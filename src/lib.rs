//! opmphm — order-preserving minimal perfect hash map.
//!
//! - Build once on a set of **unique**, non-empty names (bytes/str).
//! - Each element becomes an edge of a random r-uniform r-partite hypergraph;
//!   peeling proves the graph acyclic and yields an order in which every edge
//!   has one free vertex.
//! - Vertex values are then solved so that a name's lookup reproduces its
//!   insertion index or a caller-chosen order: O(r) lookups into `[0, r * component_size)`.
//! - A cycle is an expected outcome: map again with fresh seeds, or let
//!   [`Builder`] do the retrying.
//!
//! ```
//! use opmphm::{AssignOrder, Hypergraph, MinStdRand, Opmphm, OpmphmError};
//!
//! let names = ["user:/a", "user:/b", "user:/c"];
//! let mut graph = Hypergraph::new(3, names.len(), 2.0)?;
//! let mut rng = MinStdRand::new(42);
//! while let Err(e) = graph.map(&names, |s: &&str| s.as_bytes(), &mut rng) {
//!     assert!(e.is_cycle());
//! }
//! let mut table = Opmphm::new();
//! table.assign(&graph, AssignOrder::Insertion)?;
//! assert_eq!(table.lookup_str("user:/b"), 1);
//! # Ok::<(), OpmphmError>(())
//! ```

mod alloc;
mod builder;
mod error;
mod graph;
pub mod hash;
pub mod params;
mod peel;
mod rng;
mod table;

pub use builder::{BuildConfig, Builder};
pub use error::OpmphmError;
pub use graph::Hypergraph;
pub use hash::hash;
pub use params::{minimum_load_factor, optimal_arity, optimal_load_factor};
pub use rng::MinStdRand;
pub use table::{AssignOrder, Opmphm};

********

Exercise directions: Take the entries above and transcribe them in full.

Response for this exercise:
filename src/lib.rs
//! opmphm — order-preserving minimal perfect hash map.
//!
//! - Build once on a set of **unique**, non-empty names (bytes/str).
//! - Each element becomes an edge of a random r-uniform r-partite hypergraph;
//!   peeling proves the graph acyclic and yields an order in which every edge
//!   has one free vertex.
//! - Vertex values are then solved so that a name's lookup reproduces its
//!   insertion index or a caller-chosen order: O(r) lookups into `[0, r * component_size)`.
//! - A cycle is an expected outcome: map again with fresh seeds, or let
//!   [`Builder`] do the retrying.
//!
//! ```
//! use opmphm::{AssignOrder, Hypergraph, MinStdRand, Opmphm, OpmphmError};
//!
//! let names = ["user:/a", "user:/b", "user:/c"];
//! let mut graph = Hypergraph::new(3, names.len(), 2.0)?;
//! let mut rng = MinStdRand::new(42);
//! while let Err(e) = graph.map(&names, |s: &&str| s.as_bytes(), &mut rng) {
//!     assert!(e.is_cycle());
//! }
//! let mut table = Opmphm::new();
//! table.assign(&graph, AssignOrder::Insertion)?;
//! assert_eq!(table.lookup_str("user:/b"), 1);
//! # Ok::<(), OpmphmError>(())
//! ```

mod alloc;
mod builder;
mod error;
mod graph;
pub mod hash;
pub mod params;
mod peel;
mod rng;
mod table;

pub use builder::{BuildConfig, Builder};
pub use error::OpmphmError;
pub use graph::Hypergraph;
pub use hash::hash;
pub use params::{minimum_load_factor, optimal_arity, optimal_load_factor};
pub use rng::MinStdRand;
pub use table::{AssignOrder, Opmphm};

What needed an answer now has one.